Provider staff may develop a close and trusting relationship with clients and warm
working bonds with employers. They may be told many things which could be used
by an employer/agent to disadvantage the client or vice versa. If an employer says
he just wants a worker back at work and off benefits and then the worker’s job will be
terminated, should the ORP tell the worker? If a worker tells the ORP that he is lining
up a job elsewhere which he will take once he has returned to an existing employer’s
workplace and reached his entitlement to long service leave should the employer
(who is often trying very hard to organise a suitable job for him) be told?
Neither of these intentions actually affect the rehabilitation goal of return to suitable,
sustainable work within medical restrictions. If issues can affect the rehabilitation
goal then they need to be aired. If not, should they remain undisclosed? What
guidelines should apply if compensable systems were an exemplar of a “just society”.
Where these matters do not involve possible fraudulent behaviour or are unrelated to
the return to work process, in general the the provider should be maintaining
confidentiality.
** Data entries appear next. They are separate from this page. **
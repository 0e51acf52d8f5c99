//! Kitchen-side order types.
//!
//! `OrderDetail` is the authoritative snapshot shape returned by the REST
//! collaborator. `KitchenOrder` is the board's derived projection of it:
//! rebuilt wholesale on every refetch, optimistically mutated on drag
//! actions, never persisted.

use chrono::{DateTime, Utc};
use serde::{Deserialize, Serialize};

use super::notification::OrderStatus;

/// Per-item preparation status. The only statuses the status-update
/// endpoint accepts.
#[derive(Debug, Clone, Copy, PartialEq, Eq, Serialize, Deserialize)]
#[serde(rename_all = "SCREAMING_SNAKE_CASE")]
pub enum MenuStatus {
    Ordered,
    Served,
}

/// Board lanes. Derived from item statuses, never stored.
#[derive(Debug, Clone, Copy, PartialEq, Eq)]
pub enum KitchenLane {
    Pending,
    Cooking,
    Completed,
}

impl KitchenLane {
    /// The item status implied by dropping into this lane.
    ///
    /// `Pending` is not a valid drop target and yields `None`; callers
    /// reject the drop before any network call.
    pub fn target_status(self) -> Option<MenuStatus> {
        match self {
            KitchenLane::Pending => None,
            KitchenLane::Cooking => Some(MenuStatus::Ordered),
            KitchenLane::Completed => Some(MenuStatus::Served),
        }
    }
}

/// One menu line of an order as returned by the REST collaborator.
#[derive(Debug, Clone, PartialEq)]
pub struct OrderItemDetail {
    pub order_menu_id: i64,
    pub menu_name: String,
    pub quantity: u32,
    pub options: Vec<String>,
    pub status: MenuStatus,
}

/// One order as returned by the REST collaborator.
#[derive(Debug, Clone, PartialEq)]
pub struct OrderDetail {
    pub order_code: String,
    pub table_number: u32,
    pub order_time: DateTime<Utc>,
    pub order_status: OrderStatus,
    pub items: Vec<OrderItemDetail>,
}

/// One page of the daily order listing.
#[derive(Debug, Clone, PartialEq)]
pub struct DailyPage {
    pub orders: Vec<OrderDetail>,
    /// True when no further pages exist.
    pub last: bool,
}

/// A menu line in the board projection.
#[derive(Debug, Clone, PartialEq)]
pub struct KitchenItem {
    pub order_menu_id: i64,
    pub menu_name: String,
    pub quantity: u32,
    pub options: Vec<String>,
    pub status: MenuStatus,
}

/// The board projection of one order.
#[derive(Debug, Clone, PartialEq)]
pub struct KitchenOrder {
    pub order_code: String,
    pub table_number: u32,
    pub items: Vec<KitchenItem>,
    pub order_time: DateTime<Utc>,
}

impl KitchenOrder {
    /// Derive the lane this order belongs to.
    ///
    /// Completed iff every item is served, Cooking iff some but not all
    /// are, Pending otherwise. An order with no items derives Pending.
    pub fn lane(&self) -> KitchenLane {
        let served = self
            .items
            .iter()
            .filter(|item| item.status == MenuStatus::Served)
            .count();
        if served == 0 || self.items.is_empty() {
            KitchenLane::Pending
        } else if served == self.items.len() {
            KitchenLane::Completed
        } else {
            KitchenLane::Cooking
        }
    }
}

impl From<OrderDetail> for KitchenOrder {
    fn from(detail: OrderDetail) -> Self {
        Self {
            order_code: detail.order_code,
            table_number: detail.table_number,
            order_time: detail.order_time,
            items: detail
                .items
                .into_iter()
                .map(|item| KitchenItem {
                    order_menu_id: item.order_menu_id,
                    menu_name: item.menu_name,
                    quantity: item.quantity,
                    options: item.options,
                    status: item.status,
                })
                .collect(),
        }
    }
}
Not to do so could well mean the provider ends up as the “privacy
test case” which they all fear.

However, where ORP’s depend on a close relationship with an employer or agent for
referrals and payment of costs, there may be a real tension or subtle pressure to
reveal some of those matters in order to maintain the relationship which is of benefit
to the ORP. Some providers have had difficulty in maintaining a clear demarcation
and this is particularly acute where the provider is owned by an insurer/agent, even
to the extent of operating out of the same premises. In all cases, a strong quality
control mechanism with clearly enunciated policies and staff training is needed to
overcome the threat of stepping over the line where impartiality is compromised and
the essential element of independence is eroded.

In addition, the provider has to be careful of maintaining a quite factual approach to
reporting. Emotive or possibly pejorative terms, which could convey a negative or
questionable image of the client which is not supported by facts, must be avoided.
The experience by the client of the system he or she is caught up in can be difficult
enough without extra fuel being added through the use of such language.
And, of course, occupational rehabilitation exists not in a vacuum but in the midst of
an often highly charged legal system. Requests from legal representatives on both
sides, which can sometimes sound like demands, for access to all information held or
for particular points of view to be emphasised can be hard to withstand. Some of
these requests can be complied with under the terms of the Health Records Act3 but
others have to be clearly understood for what they are and stoutly resisted.
Involvement in any sort of rehabilitation process demands effective communication
skills. The RTW “team” (or participants in a case) in occupational rehabilitation can
be a minefield for the unwary ORP practitioner trying to manage the communication
cycle. The RTW “team” includes not only treaters, who may be expected to focus
solely on the needs of their particular patient, but also other members with different
and often competing needs who may have a desire to assist but are having to fulfil
other priorities.

In a just society it may be argued that meeting the injured patient/client/worker’s
clinical and support needs should automatically meet the needs of the other players.
If this were so, then all my years of trying to negotiate this maze would only convince
me that compensation systems are not examples of “just societies” at all.

*Dr Bill Stone and Anne Stone, occupational rehabilitation specialists, Victoria, Australia
1 Workcover - the administrator of the Statutory scheme covering employers' liability in Victoria,
Australia, pursuant to the Accident Compensation Act, 1985 (Victoria).
2 "Repetitive Strain Injuries" Dr W E Stone, Med J Aust, 1983; 2: 616-618; "Occupational Repetitive
Strain Injuries" Dr W E Stone, Aust Fam Phys., Vol 13, No 9, Sept 1984.